I believe Matt is in pain somehow. Carmen Hansford, Matthew's pediatrician, believes the same. This is why I pressed hard for an MRI to be done. This is why, when a condescending ER doctor says "oh, your pediatrician must not REALLY think he's in pain, otherwise she would have prescribed something", I get indignant. This is why, when an ER doctor at Rainbow says "we are going to have to send him home", even after they have seen the behaviors he is capable of, I say, "umm, yeah, maybe we should revisit this decision". Do they want me to wait until he puts his hand through a window for us to come back? Because he's giving it the old college try.

I do not believe that we have done all we can do in this area, to definitively rule out the possibility of pain. Yes, CT-scans and the MRI do not show any brain damage. An ultrasound of his kidneys show no kidney stones. He had a chest X-ray a couple of months ago, that showed nothing. And the constant lab work has shown nothing abnormal. But what I don't know is whether a CT-scan can tell us if he is having seizures. Can it show whether someone suffers migraines (my theory and that of Dr. Hansford as well)? Could he have some sort of inner ear problem? Could he be having stomach aches? Intestinal issues? Heart problems? None of these issues have really been addressed, the train of thought has been stuck at the bipolar station.

(sorry, I was interrupted. Matthew has almost kicked a door down.)

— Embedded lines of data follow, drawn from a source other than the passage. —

//! PostgreSQL persistence for collected analysis results.

use crate::collect::AnalysisRecord;
use crate::config::EnvSource;
use sqlx::postgres::{PgConnectOptions, PgPoolOptions};
use sqlx::PgPool;
use thiserror::Error;
use tracing::info;

pub const TABLE_NAME: &str = "sonarqube_results";

/// Fixed leading columns of every inserted row
const BASE_COLUMNS: [&str; 5] = [
    "repo_name",
    "project_key",
    "analysis_date",
    "branch",
    "quality_gate_status",
];

pub const CREATE_INDEX_SQL: &str = "CREATE INDEX IF NOT EXISTS idx_sonarqube_results_repo_date \
     ON sonarqube_results(repo_name, analysis_date)";

#[derive(Error, Debug)]
pub enum StoreError {
    #[error("Database error: {0}")]
    Database(#[from] sqlx::Error),

    #[error("Invalid DB_PORT '{0}'")]
    InvalidPort(String),
}

pub type StoreResult<T> = Result<T, StoreError>;

/// Connection settings from `DB_*` variables
#[derive(Debug, Clone, PartialEq, Eq)]
pub struct DbSettings {
    pub host: String,
    pub port: u16,
    pub database: String,
    pub user: String,
    pub password: String,
}

impl DbSettings {
    pub fn from_env(env: &dyn EnvSource) -> StoreResult<Self> {
        let port: u16 = match env.non_empty("DB_PORT") {
            Some(raw) => raw.parse().map_err(|_| StoreError::InvalidPort(raw))?,
            None => 5432,
        };
        Ok(Self {
            host: env
                .non_empty("DB_HOST")
                .unwrap_or_else(|| "localhost".to_string()),
            port,
            database: env
                .non_empty("DB_NAME")
                .unwrap_or_else(|| "postgres".to_string()),
            user: env
                .non_empty("DB_USER")
                .unwrap_or_else(|| "postgres".to_string()),
            password: env
                .non_empty("DB_PASS")
                .unwrap_or_else(|| "postgres".to_string()),
        })
    }

    pub fn connect_options(&self) -> PgConnectOptions {
        PgConnectOptions::new()
            .host(&self.host)
            .port(self.port)
            .database(&self.database)
            .username(&self.user)
            .password(&self.password)
    }
}

pub fn create_table_sql(metrics: &[&str]) -> String {
    let metric_columns = metrics
        .iter()
        .map(|m| format!("    {} VARCHAR(64) DEFAULT NULL", m))
        .collect::<Vec<_>>()
        .join(",\n");

    format!(
        "CREATE TABLE IF NOT EXISTS {TABLE_NAME} (
    id SERIAL PRIMARY KEY,
    repo_name VARCHAR(255) NOT NULL,
    project_key VARCHAR(255) NOT NULL,
    analysis_date TIMESTAMP WITH TIME ZONE NOT NULL,
    branch VARCHAR(100) DEFAULT 'main',
    quality_gate_status VARCHAR(20),
{metric_columns},
    created_at TIMESTAMP WITH TIME ZONE DEFAULT CURRENT_TIMESTAMP
)"
    )
}

pub fn insert_sql(metrics: &[&str]) -> String {
    let columns: Vec<&str> = BASE_COLUMNS.iter().chain(metrics.iter()).copied().collect();
    let placeholders: Vec<String> = (1..=columns.len()).map(|i| format!("${}", i)).collect();
    format!(
        "INSERT INTO {} ({}) VALUES ({})",
        TABLE_NAME,
        columns.join(", "),
        placeholders.join(", ")
    )
}

pub struct ResultStore {
    pool: PgPool,
}

impl ResultStore {
    pub async fn connect(settings: &DbSettings) -> StoreResult<Self> {
        let pool = PgPoolOptions::new()
            .max_connections(5)
            .connect_with(settings.connect_options())
            .await?;
        Ok(Self { pool })
    }

    pub async fn setup(&self, metrics: &[&str]) -> StoreResult<()> {
        sqlx::query(&create_table_sql(metrics))
            .execute(&self.pool)
            .await?;
        sqlx::query(CREATE_INDEX_SQL).execute(&self.pool).await?;
        info!("Database setup complete. {} table is ready.", TABLE_NAME);
        Ok(())
    }

    /// Insert all records in one transaction. Returns the number of rows written.
    pub async fn insert(&self, records: &[AnalysisRecord], metrics: &[&str]) -> StoreResult<u64> {
        let sql = insert_sql(metrics);
        let mut tx = self.pool.begin().await?;
        let mut written = 0;

        for record in records {
            let mut query = sqlx::query(&sql)
                .bind(&record.repo_name)
                .bind(&record.project_key)
                .bind(record.analysis_date)
                .bind(&record.branch)
                .bind(&record.quality_gate_status);
            for value in record.metric_values(metrics) {
                query = query.bind(value);
            }
            written += query.execute(&mut *tx).await?.rows_affected();
        }

        tx.commit().await?;
        info!("Inserted {} SonarQube analysis records.", written);
        Ok(written)
    }

    pub async fn close(self) {
        self.pool.close().await;
    }
}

Yes, there are social services available. Yes, there is respite out there, and tent-beds we can keep him confined in at night, and many other things; I was handed a sheaf of photocopies as we walked out the door the last time he was admitted. But these things have to run through channels. These things take time. And time is something my family doesn't have. What we do have is many thousands of dollars in house damages that we will never be able to pay, a mom who hasn't been able to hug her son in over a year, a daughter who is scared all the time, and a father who carries the weight of all these worlds upon weary shoulders that are ready to break.

OK, this letter has gotten longer than the textbooks you teach out of. The nub of the gist is that I would like to at least phase out the Lithium and the Latuda. Abilify has shown some results in the past, and Ativan has shown results in the hospital, albeit in a much larger dose at one time than we give him (2 or 3 MG vs the 0.5 MG tablets he is prescribed). I would also love to see some sort of pain relief prescribed, something stronger than over-the-counter, although I am aware that it would likely require other tests to be done in order for insurance to deem it necessary.

I appreciate your help for us so very much; you have treated Matthew well, even when he kicks you, and that's something a parent never forgets. You have gone to bat for us with the insurance companies and gotten results. But I'm at bat now, and I'm swinging for the fences, because a base on balls isn't winning this game. My family has too much at stake.